Work instructions:
Please copy out each entry, word for word.

..............................

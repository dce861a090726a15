//! Integration tests for database migrations and connection pooling.
//!
//! Each test creates a unique temporary database inside a shared containerized
//! PostgreSQL instance (via testcontainers), runs migrations, and drops it on
//! completion so tests are fully isolated and idempotent.

use sqlx::Row;
use uuid::Uuid;

use fabric_db::config::DbConfig;
use fabric_db::pool;

use fabric_test_utils::{create_test_db, drop_test_db, pg_url};

/// Expected tables created by the initial migration.
const EXPECTED_TABLES: &[&str] = &[
    "audit_events",
    "drift_task_seeds",
    "llm_pricing",
    "llm_usage",
    "org_llm_quotas",
    "phase_executions",
    "plan_approvals",
    "plans",
    "runs",
    "tasks",
];

#[tokio::test]
async fn migrations_create_all_tables() {
    let (temp_pool, db_name) = create_test_db().await;

    pool::run_migrations(&temp_pool, pool::default_migrations_path())
        .await
        .expect("migrations should succeed");

    // Verify all expected tables exist.
    let rows: Vec<(String,)> = sqlx::query_as(
        "SELECT tablename::text FROM pg_tables \
         WHERE schemaname = 'public' \
         ORDER BY tablename",
    )
    .fetch_all(&temp_pool)
    .await
    .expect("should list tables");

    let table_names: Vec<&str> = rows.iter().map(|(name,)| name.as_str()).collect();

    // Filter out the sqlx metadata table.
    let user_tables: Vec<&str> = table_names
        .iter()
        .filter(|t| !t.starts_with("_sqlx"))
        .copied()
        .collect();

    assert_eq!(
        user_tables, EXPECTED_TABLES,
        "migration should create exactly the expected tables"
    );

    temp_pool.close().await;
    drop_test_db(&db_name).await;
}

#[tokio::test]
async fn migrations_are_idempotent() {
    let (temp_pool, db_name) = create_test_db().await;

    // Run migrations twice -- second run should be a no-op.
    pool::run_migrations(&temp_pool, pool::default_migrations_path())
        .await
        .expect("first migration run should succeed");

    pool::run_migrations(&temp_pool, pool::default_migrations_path())
        .await
        .expect("second migration run should succeed (idempotent)");

    // Tables should still be present and empty.
    for table in EXPECTED_TABLES {
        let query = format!("SELECT COUNT(*) AS cnt FROM {table}");
        let row = sqlx::query(&query)
            .fetch_one(&temp_pool)
            .await
            .unwrap_or_else(|e| panic!("failed to count {table}: {e}"));
        let count: i64 = row.get("cnt");
        assert_eq!(count, 0, "table {table} should be empty after migrations");
    }

    temp_pool.close().await;
    drop_test_db(&db_name).await;
}

#[tokio::test]
async fn pool_creates_and_destroys_cleanly() {
    let (temp_pool, db_name) = create_test_db().await;

    pool::run_migrations(&temp_pool, pool::default_migrations_path())
        .await
        .expect("migrations should succeed");

    // Verify pool is functional.
    let one: (i32,) = sqlx::query_as("SELECT 1")
        .fetch_one(&temp_pool)
        .await
        .expect("simple query should work");
    assert_eq!(one.0, 1);

    // Close the pool and verify it shuts down without error.
    temp_pool.close().await;

    drop_test_db(&db_name).await;
}

#[tokio::test]
async fn table_counts_returns_expected_tables() {
    let (temp_pool, db_name) = create_test_db().await;

    pool::run_migrations(&temp_pool, pool::default_migrations_path())
        .await
        .expect("migrations should succeed");

    let counts = pool::table_counts(&temp_pool)
        .await
        .expect("table_counts should succeed");

    // Filter out sqlx metadata.
    let user_counts: Vec<(&str, i64)> = counts
        .iter()
        .filter(|(name, _)| !name.starts_with("_sqlx"))
        .map(|(name, count)| (name.as_str(), *count))
        .collect();

    assert_eq!(user_counts.len(), EXPECTED_TABLES.len());
    for (name, count) in &user_counts {
        assert_eq!(*count, 0, "table {name} should be empty");
    }

    temp_pool.close().await;
    drop_test_db(&db_name).await;
}

#[tokio::test]
async fn ensure_database_exists_is_idempotent() {
    // Create a unique database name via ensure_database_exists.
    let base_url = pg_url().await;
    let db_name = format!("fabric_test_{}", Uuid::new_v4().simple());
    let url = format!("{base_url}/{db_name}");
    let config = DbConfig::new(&url);

    // First call should create the database.
    pool::ensure_database_exists(&config)
        .await
        .expect("first ensure should succeed");

    // Second call should be a no-op (idempotent).
    pool::ensure_database_exists(&config)
        .await
        .expect("second ensure should succeed (idempotent)");

    // Clean up.
    drop_test_db(&db_name).await;
}
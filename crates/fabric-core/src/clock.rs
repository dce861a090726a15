//! A single indirection for wall-clock reads.
//!
//! Workflow and agent-loop code must never call `Utc::now()` directly --
//! every non-deterministic read goes through a `Clock` so a test can freeze
//! or script time instead of racing the real clock (Design Notes, SPEC_FULL
//! §9 "Coroutine-style workflow code").

use chrono::{DateTime, Utc};

pub trait Clock: Send + Sync {
    fn now(&self) -> DateTime<Utc>;
}

/// The clock every production binary wires up.
#[derive(Debug, Clone, Copy, Default)]
pub struct SystemClock;

impl Clock for SystemClock {
    fn now(&self) -> DateTime<Utc> {
        Utc::now()
    }
}

#[cfg(test)]
pub struct FixedClock(pub DateTime<Utc>);

#[cfg(test)]
impl Clock for FixedClock {
    fn now(&self) -> DateTime<Utc> {
        self.0
    }
}

#[cfg(test)]
mod tests {
    use super::*;

    #[test]
    fn fixed_clock_never_advances() {
        let t = Utc::now();
        let clock = FixedClock(t);
        assert_eq!(clock.now(), t);
        assert_eq!(clock.now(), t);
    }
}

..............................

Result below:
repository dce861a090726a15
//! Integration tests for database migrations and connection pooling.
//!
//! Each test creates a unique temporary database inside a shared containerized
//! PostgreSQL instance (via testcontainers), runs migrations, and drops it on
//! completion so tests are fully isolated and idempotent.

use sqlx::Row;
use uuid::Uuid;

use fabric_db::config::DbConfig;
use fabric_db::pool;

use fabric_test_utils::{create_test_db, drop_test_db, pg_url};

/// Expected tables created by the initial migration.
const EXPECTED_TABLES: &[&str] = &[
    "audit_events",
    "drift_task_seeds",
    "llm_pricing",
    "llm_usage",
    "org_llm_quotas",
    "phase_executions",
    "plan_approvals",
    "plans",
    "runs",
    "tasks",
];

#[tokio::test]
async fn migrations_create_all_tables() {
    let (temp_pool, db_name) = create_test_db().await;

    pool::run_migrations(&temp_pool, pool::default_migrations_path())
        .await
        .expect("migrations should succeed");

    // Verify all expected tables exist.
    let rows: Vec<(String,)> = sqlx::query_as(
        "SELECT tablename::text FROM pg_tables \
         WHERE schemaname = 'public' \
         ORDER BY tablename",
    )
    .fetch_all(&temp_pool)
    .await
    .expect("should list tables");

    let table_names: Vec<&str> = rows.iter().map(|(name,)| name.as_str()).collect();

    // Filter out the sqlx metadata table.
    let user_tables: Vec<&str> = table_names
        .iter()
        .filter(|t| !t.starts_with("_sqlx"))
        .copied()
        .collect();

    assert_eq!(
        user_tables, EXPECTED_TABLES,
        "migration should create exactly the expected tables"
    );

    temp_pool.close().await;
    drop_test_db(&db_name).await;
}

#[tokio::test]
async fn migrations_are_idempotent() {
    let (temp_pool, db_name) = create_test_db().await;

    // Run migrations twice -- second run should be a no-op.
    pool::run_migrations(&temp_pool, pool::default_migrations_path())
        .await
        .expect("first migration run should succeed");

    pool::run_migrations(&temp_pool, pool::default_migrations_path())
        .await
        .expect("second migration run should succeed (idempotent)");

    // Tables should still be present and empty.
    for table in EXPECTED_TABLES {
        let query = format!("SELECT COUNT(*) AS cnt FROM {table}");
        let row = sqlx::query(&query)
            .fetch_one(&temp_pool)
            .await
            .unwrap_or_else(|e| panic!("failed to count {table}: {e}"));
        let count: i64 = row.get("cnt");
        assert_eq!(count, 0, "table {table} should be empty after migrations");
    }

    temp_pool.close().await;
    drop_test_db(&db_name).await;
}

#[tokio::test]
async fn pool_creates_and_destroys_cleanly() {
    let (temp_pool, db_name) = create_test_db().await;

    pool::run_migrations(&temp_pool, pool::default_migrations_path())
        .await
        .expect("migrations should succeed");

    // Verify pool is functional.
    let one: (i32,) = sqlx::query_as("SELECT 1")
        .fetch_one(&temp_pool)
        .await
        .expect("simple query should work");
    assert_eq!(one.0, 1);

    // Close the pool and verify it shuts down without error.
    temp_pool.close().await;

    drop_test_db(&db_name).await;
}

#[tokio::test]
async fn table_counts_returns_expected_tables() {
    let (temp_pool, db_name) = create_test_db().await;

    pool::run_migrations(&temp_pool, pool::default_migrations_path())
        .await
        .expect("migrations should succeed");

    let counts = pool::table_counts(&temp_pool)
        .await
        .expect("table_counts should succeed");

    // Filter out sqlx metadata.
    let user_counts: Vec<(&str, i64)> = counts
        .iter()
        .filter(|(name, _)| !name.starts_with("_sqlx"))
        .map(|(name, count)| (name.as_str(), *count))
        .collect();

    assert_eq!(user_counts.len(), EXPECTED_TABLES.len());
    for (name, count) in &user_counts {
        assert_eq!(*count, 0, "table {name} should be empty");
    }

    temp_pool.close().await;
    drop_test_db(&db_name).await;
}

#[tokio::test]
async fn ensure_database_exists_is_idempotent() {
    // Create a unique database name via ensure_database_exists.
    let base_url = pg_url().await;
    let db_name = format!("fabric_test_{}", Uuid::new_v4().simple());
    let url = format!("{base_url}/{db_name}");
    let config = DbConfig::new(&url);

    // First call should create the database.
    pool::ensure_database_exists(&config)
        .await
        .expect("first ensure should succeed");

    // Second call should be a no-op (idempotent).
    pool::ensure_database_exists(&config)
        .await
        .expect("second ensure should succeed (idempotent)");

    // Clean up.
    drop_test_db(&db_name).await;
}
filename crates/fabric-core/src/clock.rs
repository dce861a090726a15
//! A single indirection for wall-clock reads.
//!
//! Workflow and agent-loop code must never call `Utc::now()` directly --
//! every non-deterministic read goes through a `Clock` so a test can freeze
//! or script time instead of racing the real clock (Design Notes, SPEC_FULL
//! §9 "Coroutine-style workflow code").

use chrono::{DateTime, Utc};

pub trait Clock: Send + Sync {
    fn now(&self) -> DateTime<Utc>;
}

/// The clock every production binary wires up.
#[derive(Debug, Clone, Copy, Default)]
pub struct SystemClock;

impl Clock for SystemClock {
    fn now(&self) -> DateTime<Utc> {
        Utc::now()
    }
}

#[cfg(test)]
pub struct FixedClock(pub DateTime<Utc>);

#[cfg(test)]
impl Clock for FixedClock {
    fn now(&self) -> DateTime<Utc> {
        self.0
    }
}

#[cfg(test)]
mod tests {
    use super::*;

    #[test]
    fn fixed_clock_never_advances() {
        let t = Utc::now();
        let clock = FixedClock(t);
        assert_eq!(clock.now(), t);
        assert_eq!(clock.now(), t);
    }
}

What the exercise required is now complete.